Obesity is linked to many potentially lethal health conditions including, heart disease, high blood pressure and diabetes. In Asia and the Pacific, at least two out of five adults are overweight and obese and this is of significant concern for individuals, communities, healthcare providers and public health experts alike. As the founding director of UCLA’s Center for Human Nutrition, I have spent decades researching the impact of plant-based proteins – such as soy – on patients vs. a meat-based protein diet. Substituting soy protein and other plant proteins for high-fat animal meats can result in better weight control and lower cholesterol and blood pressure levels, although changing one’s diet is not a substitute for seeking medical advice or treatment for these conditions. Reducing extra calories, saturated fat, and cholesterol from meats and substituting soy protein in shakes and foods can help our patients maintain a healthy weight, which will also support them in healthy immune function.
Choosing the source of protein that’s best
With consumers seeking more plant-based proteins and many choices, including rice, beans, quinoa, pea, soy, and others, it can be tough for consumers to know which plant-based proteins are best for them. The truth is, not all plant-based proteins are created equal. Unlike the other plant-based proteins, soy is the only one considered a complete protein. Soy contains all 21 amino acids, including the nine essential amino acids that the body cannot make. The essential amino acids can come from the foods we eat. Soybeans are also a good source of fiber, minerals, and complex carbs. Soy protein contains phytonutrients called soy isoflavones, which act as antioxidants, and they feed healthy gut bacteria, making them “prebiotics.” Soy may also benefit the heart. Some studies have shown that 25 grams of soy protein a day, as part of a diet low in saturated fat and cholesterol, may reduce the risk of heart disease, although the total scientific evidence is not conclusive.
Once believed myths about Soy, no longer holds true
Though Soy isoflavones are beneficial to the human body as stated above, there are numerous myths surrounding them. The root concern is that Isoflavones have chemical structure like estrogen, a hormone produced by our body, which when exceeded can be detrimental to the balance of our system. The critical difference to note here is that the effects from these phytoestrogens are different on the human body than that of the hormone estrogen and consuming soy does not expose the body to flooding of estrogen into our system.
Several years ago, there were reports that soy had a link to breast cancer. However, scientific research has debunked this premise, and there is no evidence linking soy consumption to breast cancer. Based on several studies, the American Cancer Society concludes there is no harm from eating soy protein or soy foods, and there is mounting evidence that nutrients in soy foods may lower the risk of breast cancer.

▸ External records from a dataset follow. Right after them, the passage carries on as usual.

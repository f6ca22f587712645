use thiserror::Error;

use crate::landmarking::domain::landmarker_options::RunningMode;
use crate::landmarking::domain::landmarker_result::LandmarkerResult;
use crate::shared::frame::Frame;

#[derive(Error, Debug, Clone, PartialEq)]
pub enum LandmarkerError {
    #[error("landmarker is in {0} mode; switch to VIDEO before detecting on a stream")]
    WrongRunningMode(RunningMode),
    #[error("timestamp {current}ms is earlier than previous {previous}ms")]
    NonMonotonicTimestamp { previous: f64, current: f64 },
}

/// Domain interface for the external face-landmark model.
///
/// Implementations are stateful (running mode, last timestamp), hence
/// `&mut self`.
pub trait FaceLandmarker: Send {
    fn running_mode(&self) -> RunningMode;

    fn set_running_mode(&mut self, mode: RunningMode) -> Result<(), Box<dyn std::error::Error>>;

    /// Runs inference on one stream frame. `timestamp_ms` must not decrease
    /// between calls.
    fn detect_for_video(
        &mut self,
        frame: &Frame,
        timestamp_ms: f64,
    ) -> Result<LandmarkerResult, Box<dyn std::error::Error>>;
}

Soy has its share of bad rap when it comes to men’s health but extensive clinical data shows that neither soy foods nor isoflavones affect testosterone and estrogen levels in men. Research has also negated the myth that soy consumption could cause enlarged breasts in men. In fact, research indicates soy may reduce the risk of prostate cancer in men.
On the contrary to these common myths, soy protein supports muscle building and recovery especially when training with resistance and weights. Soy is also a better option for the environmentally conscious individuals, as going green prevents disruption of the food chain and keeps our body healthy and happy.
Now that we have unravelled the joy of soy, there are many ways patients can include this nutritious and tasty beans into their diet. They can be directly consumed from food rich in soy such as edamame (whole soybeans), tofu, tempeh, or a convenient, on the go option, a soy protein meal replacement shake. Soy is truly the perfect choice of protein in comparison to animal sources and other plant options as it’s not only of high-quality and a complete source of protein but also offers health benefits such as lowering LDL (low-density lipoprotein) and keeping HDL (high-density lipoprotein) stable. Its’s also the best option for vegans and those who cannot consume dairy. As the medical community continues to study how people can best protect themselves against any viral infections now or in the future, in addition to frequent handwashing, face masks, and social distancing, a balanced diet, and lifestyle that includes healthy proteins like soy and regular exercise should also be shared as part of our daily consultations to patients to enable them to keep fit and strong.